Il tuo intervento ha suscitato in me tante reazioni e ha generato una risposta un po' lunga (forse prolissa); ti chiedo di perdonarmi per la scarsa brevità, ma in certi frangenti riassumere non è il mio forte, e ho usato il tuo testo come spunto per considerazioni più ampie e generali.
Spero tu non me ne vorrai.
Sì, hai ragione: come riportavo nel post iniziale, citando l'ottimo Serianni, sono attestate occorrenze sporadiche dell'uso di 'gli' che la buona grammatica tenderebbe a censurare, persino in scrittori celeberrimi sulla cui attenzione al bello scrivere nessuno potrebbe muovere obiezioni credibili.
Anche l'argomento generale di cui ti fai alfiere ? la lingua è definita dall'uso che ne fanno i suoi parlanti, non dalle regole 'astratte' imposte dai grammatici e dai logici, per di più in un qualche peraltro arbitrario istante della Storia ? è convincente e storicamente corretto, al netto di alcuni fondamentali distinguo di metodo e di intenti su cui mi soffermerò più avanti.
Tuttavia, e qui forse le nostre affinità divergono un poco, ci sono tanti aspetti di questo (lento) processo dialettico che vanno presi in considerazione, molti dei quali almeno a mio parere suggeriscono prudenza quando si tratta di abbracciare acriticamente certi usi 'leggeri' della lingua e certe adozioni di nuove parole o di vecchi errori nel corpo del parlato/scritto corrente.
Ad oggi, l'uso di 'gli' in luogo di 'a loro' è considerato a stretto rigore non esattamente corretto; ammissibile in alcuni contesti (tono basso, colloquiale o dialettale), ma quantomeno vivamente sconsigliato nello scritto sorvegliato e nel tono formale.

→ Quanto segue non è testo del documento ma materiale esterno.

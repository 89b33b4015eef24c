#![no_main]

use annotext::{Annotation, Document};
use libfuzzer_sys::fuzz_target;

const KINDS: &[&str] = &[
    "paragraph",
    "blockquote",
    "unordered-list",
    "list-item",
    "heading",
    "bold",
    "italic",
    "link",
    "code",
    "parse-token",
];

// First byte picks the content length; each following triple is one
// annotation (kind, start, end).
fuzz_target!(|data: &[u8]| {
    let Some((&len, rest)) = data.split_first() else {
        return;
    };
    let len = usize::from(len % 48);
    let content: String = "ab c\nde*f".chars().cycle().take(len).collect();

    let annotations: Vec<Annotation> = rest
        .chunks_exact(3)
        .map(|chunk| {
            let kind = KINDS[usize::from(chunk[0]) % KINDS.len()];
            let a = usize::from(chunk[1]) % (len + 1);
            let b = usize::from(chunk[2]) % (len + 1);
            Annotation::new(kind, a.min(b), a.max(b))
        })
        .collect();

    let doc = Document::from_parts(content, annotations).expect("ranges are in bounds");
    let tree = doc.normalize().expect("valid document normalizes");
    assert_eq!(tree.text_paths().len(), tree.text().chars().count());
    let _ = doc.to_commonmark();
});
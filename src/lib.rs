//! annotext: annotated-text documents.
//!
//! A document is plain text plus a flat set of typed, possibly overlapping
//! range annotations. This crate provides:
//!
//! - **Core data model** - Annotations, attributes and the per-type schema
//! - **Document store** - Text edits that keep every annotation range valid
//! - **Range normalizer** - The canonical, strictly nested tree for a document
//! - **CommonMark serializer** - Markdown output that normalizes back to the
//!   same tree
//! - **CommonMark source** - Markdown input via pulldown-cmark (optional)
//!
//! # Quick Start
//!
//! ```rust
//! use annotext::{Annotation, Document};
//!
//! let mut doc = Document::from_parts(
//!     "Some bold text",
//!     vec![Annotation::new("bold", 5, 9)],
//! )
//! .unwrap();
//!
//! doc.insert_text(5, "very ", false).unwrap();
//! assert_eq!(doc.to_commonmark().unwrap(), "Some very **bold** text");
//! ```
//!
//! # Features
//!
//! - `source` - Enables [`CommonMarkSource`] for parsing Markdown
//! - `cli` - Builds the `annotext` command-line tool (requires `source`)

// Primitive data model and schema
pub mod core;

// Document store and edit rules
pub mod doc;

// Range normalizer and presentation walk
pub mod hir;

// CommonMark serializer
pub mod commonmark;

// Optional: CommonMark source adapter
#[cfg(feature = "source")]
pub mod source;

// Re-export core types
pub use core::{
    Annotation, AnnotationId, Attributes, Display, InsertEdit, LinkTransform, PARSE_TOKEN,
    PLACEHOLDER, Schema, Transform, TypeSpec, ZeroLengthPolicy,
};

// Re-export doc types
pub use doc::{Document, EditError, range_ops};

// Re-export tree types
pub use hir::{Element, Handler, Node, NormalizeError, Text, Tree, normalize};

// Re-export serializer types
pub use commonmark::{RenderConfig, RenderError};

// Re-export source types (feature-gated)
#[cfg(feature = "source")]
pub use source::CommonMarkSource;
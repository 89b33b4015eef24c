//! Tree walk that produces CommonMark text.
//!
//! Blocks render to self-contained strings with no trailing newline.
//! Containers join their children with a blank line (or a single newline
//! inside tight lists and between headings) and then prefix every line with
//! their own marker, the way a blockquote or list item nests its content.

use super::RenderConfig;
use super::emphasis::{self, Mark, Piece};
use super::escape;
use crate::core::PLACEHOLDER;
use crate::hir::{Element, Node};

#[derive(Debug, Clone, Copy, PartialEq, Eq)]
enum Rendered {
    Heading,
    List { ordered: bool, alternate: bool },
    Rule,
    Other,
}

/// A contiguous run of block-level content.
enum Block<'a> {
    Element(&'a Element),
    Run(Vec<&'a Node>),
}

fn is_block(kind: &str) -> bool {
    matches!(
        kind,
        "blockquote"
            | "ordered-list"
            | "unordered-list"
            | "list-item"
            | "heading"
            | "paragraph"
            | "code-block"
            | "horizontal-rule"
    )
}

fn is_inline(kind: &str) -> bool {
    matches!(
        kind,
        "bold" | "italic" | "code" | "link" | "image" | "line-break"
    )
}

/// Expands elements of unknown type into their children.
fn flatten<'a>(nodes: &'a [Node], out: &mut Vec<&'a Node>) {
    for node in nodes {
        match node {
            Node::Element(element) if !is_block(&element.kind) && !is_inline(&element.kind) => {
                flatten(&element.children, out)
            }
            _ => out.push(node),
        }
    }
}

fn group(nodes: &[Node]) -> Vec<Block<'_>> {
    let mut flat = Vec::new();
    flatten(nodes, &mut flat);

    let mut blocks = Vec::new();
    let mut run = Vec::new();
    for node in flat {
        match node {
            Node::Element(element) if is_block(&element.kind) => {
                if !run.is_empty() {
                    blocks.push(Block::Run(std::mem::take(&mut run)));
                }
                blocks.push(Block::Element(element));
            }
            _ => run.push(node),
        }
    }
    if !run.is_empty() {
        blocks.push(Block::Run(run));
    }
    blocks
}

/// Prefixes the first line of `text` with `first` and every other line with
/// `rest`. Blank lines keep quote markers but drop trailing indentation.
fn indent(text: &str, first: &str, rest: &str) -> String {
    let mut out = String::with_capacity(text.len());
    for (index, line) in text.split('\n').enumerate() {
        if index > 0 {
            out.push('\n');
        }
        let prefix = if index == 0 { first } else { rest };
        if line.is_empty() {
            let trimmed = prefix.trim_end();
            out.push_str(trimmed);
            if trimmed.ends_with('>') {
                out.push(' ');
            }
        } else {
            out.push_str(prefix);
            out.push_str(line);
        }
    }
    out
}

pub(super) struct Writer<'a> {
    config: &'a RenderConfig,
}

impl<'a> Writer<'a> {
    pub(super) fn new(config: &'a RenderConfig) -> Self {
        Self { config }
    }

    /// Renders the children of a block container.
    pub(super) fn container(&self, children: &[Node], tight: bool) -> String {
        let mut out = String::new();
        let mut previous: Option<Rendered> = None;

        for block in group(children) {
            let (rendered, mut text) = match block {
                Block::Run(nodes) => (Rendered::Other, self.paragraph(&nodes)),
                Block::Element(element) => self.block(element, previous),
            };
            if text.is_empty() {
                continue;
            }

            if let Some(previous) = previous {
                let single =
                    tight || (previous == Rendered::Heading && rendered == Rendered::Heading);
                if single {
                    // A dash rule directly under a text line would read as a
                    // setext underline.
                    if rendered == Rendered::Rule && previous == Rendered::Other {
                        text = "***".to_string();
                    }
                    out.push('\n');
                } else {
                    out.push_str("\n\n");
                }
            }
            out.push_str(&text);
            previous = Some(rendered);
        }
        out
    }

    fn block(&self, element: &Element, previous: Option<Rendered>) -> (Rendered, String) {
        match element.kind.as_str() {
            "paragraph" => {
                let nodes: Vec<&Node> = element.children.iter().collect();
                (Rendered::Other, self.paragraph(&nodes))
            }
            "heading" => (Rendered::Heading, self.heading(element)),
            "blockquote" => {
                let inner = self.container(&element.children, false);
                (Rendered::Other, indent(&inner, "> ", "> "))
            }
            "code-block" => (Rendered::Other, code_block(element)),
            "horizontal-rule" => (Rendered::Rule, "---".to_string()),
            "ordered-list" | "unordered-list" => {
                let ordered = element.kind == "ordered-list";
                let alternate = matches!(
                    previous,
                    Some(Rendered::List { ordered: o, alternate: a }) if o == ordered && !a
                );
                (
                    Rendered::List { ordered, alternate },
                    self.list(element, ordered, alternate),
                )
            }
            // An item outside of any list renders as a one-item bullet list.
            "list-item" => (
                Rendered::List {
                    ordered: false,
                    alternate: false,
                },
                self.item(&element.children, &format!("{} ", self.config.bullet), true),
            ),
            _ => (Rendered::Other, self.container(&element.children, false)),
        }
    }

    fn paragraph(&self, nodes: &[&Node]) -> String {
        let mut inline = Inline::new(None, false);
        for node in nodes {
            inline.node(node);
        }
        inline.finish(None).trim().to_string()
    }

    fn heading(&self, element: &Element) -> String {
        let level = element.attribute_u64("level").unwrap_or(1).clamp(1, 6) as usize;
        let mut inline = Inline::new(Some(' '), true);
        inline.nodes(&element.children);
        let text = inline.finish(None);
        format!("{} {}", "#".repeat(level), text.trim())
            .trim_end()
            .to_string()
    }

    fn list(&self, element: &Element, ordered: bool, alternate: bool) -> String {
        // Text directly inside a list becomes an item of its own.
        let mut items: Vec<Vec<Node>> = Vec::new();
        let mut loose_nodes: Vec<Node> = Vec::new();
        let mut flat = Vec::new();
        flatten(&element.children, &mut flat);
        for node in flat {
            match node {
                Node::Element(item) if item.kind == "list-item" => {
                    if !loose_nodes.is_empty() {
                        items.push(std::mem::take(&mut loose_nodes));
                    }
                    items.push(item.children.clone());
                }
                _ => loose_nodes.push(node.clone()),
            }
        }
        if !loose_nodes.is_empty() {
            items.push(loose_nodes);
        }

        let loose = items.iter().any(|children| {
            children
                .iter()
                .any(|child| matches!(child, Node::Element(e) if e.kind == "paragraph"))
        });

        let bullet = if alternate {
            alternate_bullet(self.config.bullet)
        } else {
            self.config.bullet
        };
        let delimiter = if alternate {
            alternate_delimiter(self.config.ordered_delimiter)
        } else {
            self.config.ordered_delimiter
        };
        let mut number = element.attribute_u64("start").unwrap_or(1);

        let rendered: Vec<String> = items
            .iter()
            .map(|children| {
                let marker = if ordered {
                    let marker = format!("{number}{delimiter} ");
                    number += 1;
                    marker
                } else {
                    format!("{bullet} ")
                };
                self.item(children, &marker, !loose)
            })
            .collect();
        rendered.join(if loose { "\n\n" } else { "\n" })
    }

    fn item(&self, children: &[Node], marker: &str, tight: bool) -> String {
        let inner = self.container(children, tight);
        let rest = " ".repeat(marker.chars().count());
        indent(&inner, marker, &rest)
    }
}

Sebbene nessuno impedisca con la forza di adottare l'errore contro la forma acconcia (e infatti abbiamo modo di leggerla e ascoltarla anche in contesti che spereremmo al sicuro da questo genere di pecche), finché ai parlanti è data facoltà di scegliere tra due o più soluzioni la mia preferenza personale va e andrà sempre alla forma consolidata e giudicata migliore dalla comunità degli esperti, nell'attesa paziente che o il mio punto di vista sia inghiottito dalla Storia e condannato all'oblio ? eventualità possibile, ma io non me ne curerò in quanto starò dormendo già da molte generazioni un sonno senza risveglio ? o sia al contrario l'errore a cadere in disuso dopo un periodo di apparente fioritura che ai suoi contemporanei sarà sembrato, erroneamente, destinato a continuare in eterno.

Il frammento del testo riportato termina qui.